Sunday, December 02, 2007

1 Advent, Year A

“AWAITING THE MOBILIZATION ORDER”
Advent I -- Isaiah 2: 1 – 5; Psalm 122; Romans 13: 8 – 14; Matthew 24: 37 – 44
A sermon by The Rev. Gene Tucker, given at Trinity Church, Mt. Vernon, IL on Sunday, December 2nd, 2007


Once upon a time in my life, I was on fulltime active duty with an infantry battalion of the Virginia National Guard. Part of the famous 29th Infantry Division,[1] much of our work as “full timers” was involved with making sure that the unit and its members were ready for mobilization.

We would work to make sure that our soldiers’ records were up-to-date, that the equipment we would need to take with us was available and in good repair, and so forth.

In fact, whenever we would muster for training, the reality that we – like our previous members during World War II – could be called up to meet some need or emergency was never far from our thinking. That realization colored and shaped our entire schedule of work and training….our whole lives – in short – were focused on being ready whenever the call to duty came.

As we look at today’s Gospel reading from Matthew, chapter 24, it seems to me that what our Lord Jesus Christ is describing is a mobilization of His own people, calling them out of their places of work and living, and into a new situation, much like soldiers who are mobilized, who leave their places of work and living to answer the call.

Our Lord’s words hit us in the face, like the shock of an order to report for duty….it must be Advent!

For in Advent, we have two main themes before us:

  • Preparing for Our Lord’s first advent, at Christmastime.

  • Preparing for Our Lord’s second advent, when God’s purposes for this world and the people in it are fulfilled at the end of time.[2]

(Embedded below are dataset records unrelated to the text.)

//! External collaborators the engine consumes but does not own
//!
//! Directory lookups, notification delivery and action handlers all sit behind traits;
//! every call the engine makes through them is bounded by [`with_timeout`].

use anyhow::Result;
use async_trait::async_trait;
use dashmap::DashMap;
use serde::{Deserialize, Serialize};
use std::future::Future;
use std::sync::Arc;
use std::time::Duration;
use uuid::Uuid;

use crate::error::{EngineError, EngineResult, EntityRef};
use crate::models::{CompanyId, DirectoryConfig, UserId};

/// Identity and group membership lookups
#[async_trait]
pub trait Directory: Send + Sync {
    /// Pick one concrete user for a group or role
    async fn resolve_assignee(&self, company_id: CompanyId, group: &str) -> Result<Option<UserId>>;

    async fn is_member(&self, company_id: CompanyId, user_id: UserId, group: &str) -> Result<bool>;

    /// Whether the user may act with the administrator override
    async fn is_admin(&self, company_id: CompanyId, user_id: UserId) -> Result<bool>;
}

/// Message delivered to users
#[derive(Debug, Clone, Serialize, Deserialize, PartialEq)]
pub struct Notification {
    pub company_id: CompanyId,
    pub recipients: Vec<UserId>,
    pub subject: String,
    pub body: String,
    #[serde(default, skip_serializing_if = "Option::is_none")]
    pub workflow_id: Option<Uuid>,
    #[serde(default, skip_serializing_if = "Option::is_none")]
    pub task_id: Option<Uuid>,
}

/// Per-recipient delivery outcome
#[derive(Debug, Clone, Default, Serialize, Deserialize, PartialEq)]
pub struct DeliveryReport {
    pub delivered: Vec<UserId>,
    pub failed: Vec<UserId>,
}

impl DeliveryReport {
    pub fn all(recipients: &[UserId]) -> Self {
        Self {
            delivered: recipients.to_vec(),
            failed: Vec::new(),
        }
    }

    pub fn is_partial(&self) -> bool {
        !self.failed.is_empty() && !self.delivered.is_empty()
    }

    pub fn is_total_failure(&self) -> bool {
        !self.failed.is_empty() && self.delivered.is_empty()
    }
}

/// Notification delivery (email, SMS, in-app)
#[async_trait]
pub trait Notifier: Send + Sync {
    async fn notify(&self, notification: &Notification) -> Result<DeliveryReport>;
}

/// Input to an action handler
#[derive(Debug, Clone, Serialize, Deserialize)]
pub struct ActionRequest {
    pub company_id: CompanyId,
    pub handler: String,
    pub parameters: serde_json::Value,
    /// Workflow data for task handlers, execution input for automations
    pub payload: serde_json::Value,
    #[serde(default, skip_serializing_if = "Option::is_none")]
    pub workflow_id: Option<Uuid>,
}

/// Output of an action handler
#[derive(Debug, Clone, Default, Serialize, Deserialize, PartialEq)]
pub struct ActionOutcome {
    pub output: serde_json::Value,
    /// Some of the work was not done
    #[serde(default)]
    pub partial: bool,
}

/// Named unit of automated work
#[async_trait]
pub trait ActionHandler: Send + Sync {
    async fn run(&self, request: &ActionRequest) -> Result<ActionOutcome>;
}

/// Registered action handlers by name
#[derive(Default, Clone)]
pub struct HandlerRegistry {
    handlers: Arc<DashMap<String, Arc<dyn ActionHandler>>>,
}

impl HandlerRegistry {
    pub fn new() -> Self {
        Self::default()
    }

    pub fn register(&self, name: &str, handler: Arc<dyn ActionHandler>) {
        self.handlers.insert(name.to_string(), handler);
    }

    pub fn get(&self, name: &str) -> Option<Arc<dyn ActionHandler>> {
        self.handlers.get(name).map(|entry| entry.value().clone())
    }

    pub fn names(&self) -> Vec<String> {
        let mut names: Vec<_> = self.handlers.iter().map(|e| e.key().clone()).collect();
        names.sort();
        names
    }
}

/// Run a collaborator call with a deadline
///
/// Expiry becomes a retryable [`EngineError::CollaboratorTimeout`]; a collaborator
/// error becomes [`EngineError::AutomationExecution`].
pub async fn with_timeout<T, F>(
    entity: EntityRef,
    collaborator: &str,
    limit: Duration,
    call: F,
) -> EngineResult<T>
where
    F: Future<Output = Result<T>>,
{
    match tokio::time::timeout(limit, call).await {
        Ok(Ok(value)) => Ok(value),
        Ok(Err(e)) => Err(EngineError::AutomationExecution {
            entity,
            message: format!("{} failed: {:#}", collaborator, e),
        }),
        Err(_) => {
            tracing::warn!(
                collaborator = collaborator,
                entity = %entity,
                seconds = limit.as_secs(),
                "Collaborator call timed out"
            );
            Err(EngineError::CollaboratorTimeout {
                entity,
                collaborator: collaborator.to_string(),
                seconds: limit.as_secs(),
            })
        }
    }
}

/// Directory backed by static configuration
pub struct StaticDirectory {
    config: DirectoryConfig,
}

impl StaticDirectory {
    pub fn new(config: DirectoryConfig) -> Self {
        Self { config }
    }
}

#[async_trait]
impl Directory for StaticDirectory {
    async fn resolve_assignee(&self, _company_id: CompanyId, group: &str) -> Result<Option<UserId>> {
        Ok(self
            .config
            .groups
            .get(group)
            .and_then(|members| members.first().copied()))
    }

    async fn is_member(&self, _company_id: CompanyId, user_id: UserId, group: &str) -> Result<bool> {
        Ok(self
            .config
            .groups
            .get(group)
            .is_some_and(|members| members.contains(&user_id)))
    }

    async fn is_admin(&self, _company_id: CompanyId, user_id: UserId) -> Result<bool> {
        Ok(self.config.admins.contains(&user_id))
    }
}

/// Notifier that records deliveries in the log
#[derive(Default)]
pub struct LogNotifier;

#[async_trait]
impl Notifier for LogNotifier {
    async fn notify(&self, notification: &Notification) -> Result<DeliveryReport> {
        tracing::info!(
            company_id = notification.company_id,
            recipients = ?notification.recipients,
            subject = %notification.subject,
            workflow_id = notification.workflow_id.map(|id| id.to_string()).unwrap_or_default(),
            "Notification delivered"
        );
        Ok(DeliveryReport::all(&notification.recipients))
    }
}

In this Year A of our three year cycle of readings, we will be spending a lot of time reading Matthew’s Gospel account. As we hear today, and as we will encounter again and again in the Sundays to come, Matthew has (what a priest friend of mine once called) a “hard edge”….It is the “hard edge” of judgment[3]…Jesus describes the time of Noah, saying, “Far as in the days of Noah were, So will be the coming of the Son of Man.” The time of the Great Flood was a time that is described as God’s judgment….So we hear the harsh words of judgment today (verses 40 & 41), “Then two will be in the field; one will be taken and one will be left. Two women will be grinding meal together; one will be taken and one will be left.”

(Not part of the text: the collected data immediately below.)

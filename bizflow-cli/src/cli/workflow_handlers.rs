//! Workflow command handlers

use crate::cli::context::{parse_id, parse_json_arg, print_json, read_document, CliContext};
use crate::cli::workflow::WorkflowCommands;
use anyhow::Result;
use bizflow_core::models::{Actor, NewWorkflow, TaskDefinition, TemplateConfig, Workflow};
use bizflow_core::workflow::WorkflowDetails;

pub async fn handle_workflow_commands(command: WorkflowCommands, ctx: &CliContext) -> Result<()> {
    let orchestrator = ctx.orchestrator()?;
    let engine = orchestrator.engine();

    match command {
        WorkflowCommands::Create {
            name,
            template,
            tasks,
            initiator,
            data,
            description,
            workflow_type,
            json,
        } => {
            let mut new = match template {
                Some(template_id) => {
                    NewWorkflow::from_template(ctx.company, parse_id(&template_id)?, &name, initiator)
                }
                None => NewWorkflow::ad_hoc(ctx.company, &name, initiator),
            };
            if let Some(data) = parse_json_arg(data)? {
                new = new.with_data(data);
            }
            new.description = description;
            new.workflow_type = workflow_type;

            // Ad hoc tasks are read before anything is written
            let definitions = match &tasks {
                Some(path) => read_document::<TemplateConfig>(path)?.tasks,
                None => Vec::new(),
            };

            let workflow = engine.create_workflow(new).await?;
            for definition in definitions {
                engine.add_task(workflow.id, definition).await?;
            }
            let details = engine.get_workflow(workflow.id)?;

            if json {
                print_json(&details)?;
            } else {
                println!("✅ Created workflow '{}'", details.workflow.name);
                print_details(&details);
            }
        }
        WorkflowCommands::AddTask {
            workflow_id,
            file,
            json,
        } => {
            let definition: TaskDefinition = read_document(&file)?;
            let task = engine.add_task(parse_id(&workflow_id)?, definition).await?;
            if json {
                print_json(&task)?;
            } else {
                println!("✅ Added task '{}' ({})", task.key, task.id);
            }
        }
        WorkflowCommands::Start {
            workflow_id,
            user,
            json,
        } => {
            let workflow = engine.start(parse_id(&workflow_id)?, Actor::User(user)).await?;
            if json {
                print_json(&workflow)?;
            } else {
                println!("▶️  Started workflow '{}'", workflow.name);
                print_workflow(&workflow);
            }
        }
        WorkflowCommands::Pause { workflow_id, user } => {
            let workflow = engine.pause(parse_id(&workflow_id)?, Actor::User(user)).await?;
            println!("⏸️  Paused workflow '{}'", workflow.name);
        }
        WorkflowCommands::Resume { workflow_id, user } => {
            let workflow = engine.resume(parse_id(&workflow_id)?, Actor::User(user)).await?;
            println!("▶️  Resumed workflow '{}'", workflow.name);
        }
        WorkflowCommands::Cancel {
            workflow_id,
            user,
            reason,
        } => {
            let workflow = engine
                .cancel(parse_id(&workflow_id)?, Actor::User(user), &reason)
                .await?;
            println!("🛑 Workflow '{}' is {}", workflow.name, workflow.status);
        }
        WorkflowCommands::Get { workflow_id, json } => {
            let details = engine.get_workflow(parse_id(&workflow_id)?)?;
            if json {
                print_json(&details)?;
            } else {
                print_details(&details);
                if !details.logs.is_empty() {
                    println!("\nHistory:");
                    for log in &details.logs {
                        println!(
                            "  {} {} ({})",
                            log.timestamp.format("%Y-%m-%d %H:%M:%S"),
                            log.event_description,
                            log.actor
                        );
                    }
                }
            }
        }
        WorkflowCommands::List { status, json } => {
            let workflows = engine.list_workflows(ctx.company, status);
            if json {
                print_json(&workflows)?;
            } else if workflows.is_empty() {
                println!("No workflows found");
            } else {
                println!("📋 Workflows ({})", workflows.len());
                for workflow in &workflows {
                    println!(
                        "  {} {:<10} {:>6.2}% {}",
                        workflow.id,
                        workflow.status.as_str(),
                        workflow.progress_percentage,
                        workflow.name
                    );
                }
            }
        }
    }

    Ok(())
}

fn print_workflow(workflow: &Workflow) {
    println!("ID:       {}", workflow.id);
    println!("Name:     {}", workflow.name);
    println!("Status:   {}", workflow.status);
    println!("Progress: {:.2}%", workflow.progress_percentage);
    if let Some(due) = workflow.due_date {
        println!("Due:      {}", due.format("%Y-%m-%d %H:%M"));
    }
}

fn print_details(details: &WorkflowDetails) {
    print_workflow(&details.workflow);
    if details.tasks.is_empty() {
        return;
    }
    println!("\nTasks:");
    for task in &details.tasks {
        let assignee = task
            .assigned_to
            .map(|user| format!(" -> {}", user))
            .unwrap_or_default();
        println!(
            "  [{}] {} {:<12} {}{}",
            task.step_number,
            task.id,
            task.status.as_str(),
            task.key,
            assignee
        );
    }
}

Words like this, “One will be taken, and one will be left” make us want to shy away from the hard truths that Jesus is describing.

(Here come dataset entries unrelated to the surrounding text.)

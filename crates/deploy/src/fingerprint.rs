use alloy_core::primitives::Address;
use serde::{Deserialize, Serialize};
use sha2::{Digest, Sha256};

use crate::{chain::ChainId, store::SetupState};

/// Setup inputs that the completed milestones depend on.
///
/// Changing any of these after the wrapper is deployed means the recorded
/// progress no longer describes the requested setup. Amounts and the AMM
/// wrapper are excluded since they only affect milestones that run after them.
#[derive(Debug, Clone, PartialEq, Eq, Serialize, Deserialize)]
pub struct SetupFingerprint {
    pub l1_chain_id: Option<ChainId>,
    pub l2_chain_id: Option<ChainId>,
    pub l1_bridge: Option<Address>,
    pub l2_bridge: Option<Address>,
    pub l1_messenger: Option<Address>,
    pub l2_messenger_proxy: Option<Address>,
    pub fx_root: Option<Address>,
}

impl SetupFingerprint {
    /// Extract the fingerprinted inputs from a setup state.
    pub fn from_state(state: &SetupState) -> Self {
        Self {
            l1_chain_id: state.l1_chain_id,
            l2_chain_id: state.l2_chain_id,
            l1_bridge: state.l1_bridge_address,
            l2_bridge: state.l2_bridge_address,
            l1_messenger: state.l1_messenger_address,
            l2_messenger_proxy: state.l2_messenger_proxy_address,
            fx_root: state.fx_root_address,
        }
    }

    /// Compute a SHA-256 hash of these inputs.
    ///
    /// Fields are fed in declaration order, each prefixed with a presence
    /// byte, so an unset field never collides with a set one.
    pub fn compute_hash(&self) -> String {
        let mut hasher = Sha256::new();
        for chain_id in [self.l1_chain_id, self.l2_chain_id] {
            update_optional(&mut hasher, chain_id.map(|id| id.as_u256().to_be_bytes::<32>()));
        }
        for address in [
            self.l1_bridge,
            self.l2_bridge,
            self.l1_messenger,
            self.l2_messenger_proxy,
            self.fx_root,
        ] {
            update_optional(&mut hasher, address.map(|a| a.into_array()));
        }
        hex::encode(hasher.finalize())
    }
}

fn update_optional<const N: usize>(hasher: &mut Sha256, value: Option<[u8; N]>) {
    match value {
        Some(bytes) => {
            hasher.update([1u8]);
            hasher.update(bytes);
        }
        None => hasher.update([0u8]),
    }
}

#[cfg(test)]
mod tests {
    use alloy_core::primitives::address;

    use super::*;
    use crate::chain::ids;

    fn state() -> SetupState {
        SetupState {
            l1_chain_id: Some(ids::KOVAN),
            l2_chain_id: Some(ids::OPTIMISM_TESTNET_1),
            l1_bridge_address: Some(address!("aaaaaaaaaaaaaaaaaaaaaaaaaaaaaaaaaaaaaaaa")),
            l2_bridge_address: Some(address!("bbbbbbbbbbbbbbbbbbbbbbbbbbbbbbbbbbbbbbbb")),
            l1_messenger_address: Some(address!("cccccccccccccccccccccccccccccccccccccccc")),
            ..SetupState::default()
        }
    }

    #[test]
    fn test_hash_determinism() {
        let hash1 = SetupFingerprint::from_state(&state()).compute_hash();
        let hash2 = SetupFingerprint::from_state(&state()).compute_hash();

        assert_eq!(hash1, hash2, "Hash should be deterministic");
        assert_eq!(hash1.len(), 64, "SHA-256 hash should be 64 hex characters");
    }

    #[test]
    fn test_hash_changes_with_l2_chain_id() {
        let mut other = state();
        other.l2_chain_id = Some(ids::XDAI_SOKOL);

        assert_ne!(
            SetupFingerprint::from_state(&state()).compute_hash(),
            SetupFingerprint::from_state(&other).compute_hash(),
            "Hash should change when l2_chain_id changes"
        );
    }

    #[test]
    fn test_hash_changes_with_l1_bridge() {
        let mut other = state();
        other.l1_bridge_address = Some(address!("dddddddddddddddddddddddddddddddddddddddd"));

        assert_ne!(
            SetupFingerprint::from_state(&state()).compute_hash(),
            SetupFingerprint::from_state(&other).compute_hash(),
            "Hash should change when the L1 bridge changes"
        );
    }

    #[test]
    fn test_hash_distinguishes_unset_fields() {
        let mut moved = state();
        moved.l1_messenger_address = None;
        moved.fx_root_address = Some(address!("cccccccccccccccccccccccccccccccccccccccc"));

        assert_ne!(
            SetupFingerprint::from_state(&state()).compute_hash(),
            SetupFingerprint::from_state(&moved).compute_hash(),
            "Hash should depend on which field a value is in"
        );
    }

    #[test]
    fn test_hash_ignores_outputs_and_amounts() {
        let mut other = state();
        other.l1_messenger_wrapper_address = Some(address!("eeeeeeeeeeeeeeeeeeeeeeeeeeeeeeeeeeeeeeee"));
        other.l2_amm_wrapper_address = Some(address!("ffffffffffffffffffffffffffffffffffffffff"));
        other.liquidity_provider_send_amount = Some(alloy_core::primitives::U256::from(10u64));

        assert_eq!(
            SetupFingerprint::from_state(&state()).compute_hash(),
            SetupFingerprint::from_state(&other).compute_hash(),
            "Hash should only track setup inputs"
        );
    }
}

But for us soldiers, the hard truth was that not everyone who was a member of our infantry unit would, in fact, be mobilized with us….at our “separation point”[4] some would be sent home for various reasons, being found unfit for a variety of reasons for the service that we would be rendering to the country. We would say good-bye to friends and comrades-in-arms we’d known for many years as some were taken, and others were left.

That was the reality that we faced, and it is the reality that Jesus lays before us today: some with whom we may be “rubbing elbows” will be found unfit to answer the call, and will be left. Attached to that reality is the attendant reality that the separation between the “fit” and the “unfit” will not be made until the time of the coming of the Son of Man.[5]

Jesus’ words call us to reflection….

  • Am I looking for the call of God in the return of His Son, the Son of Man?

  • How does the reality that – in God’s good time[6] - all things and persons will acknowledge Jesus as King of Kings and Lord of Lords affect and color my everyday activity and focus?

  • Am I “fit for duty”? Will I be found worthy of being taken into the Lord’s service on that day?

  • What am I doing to be ready to answer the call when Our Lord comes?

All of these questions call us to look at the “hard edge” of the reality of God…the reality that God’s plans might be quite different from our own conceptions. So today’s text calls us to see things from God’s perspective, not our own.

AMEN.

[1] The one that led the assault on Omaha beach during D Day (June 6th, 1944).
[2] Notice the bifurcated vision (literally “two-forked” – coming from the Latin bi + furcia = two + forked) in this comprehensive understanding; the world of the here-and-now, and the world-to-come.
[3] Today’s passage lies about in the middle of a major section – Our Lord’s last major teaching in Matthew – that extends from Matthew 23: 1 - 25: 46. Often entitled “The Judgment Discourse” by biblical scholars, it contains three chapters’ worth of Jesus’ teaching, as He issues warnings, woes and speaks of the coming judgment of God.
[4] For military units, the “separation point” is the place from which the unit departs to go into the area where they will serve, having been thoroughly equipped, tested and found to be ready for duty.
[5] Verse 44
[6] Beware of any who claim to know God’s plan in its specifics, or in its timing (verse 36)….televangelists, especially, beware!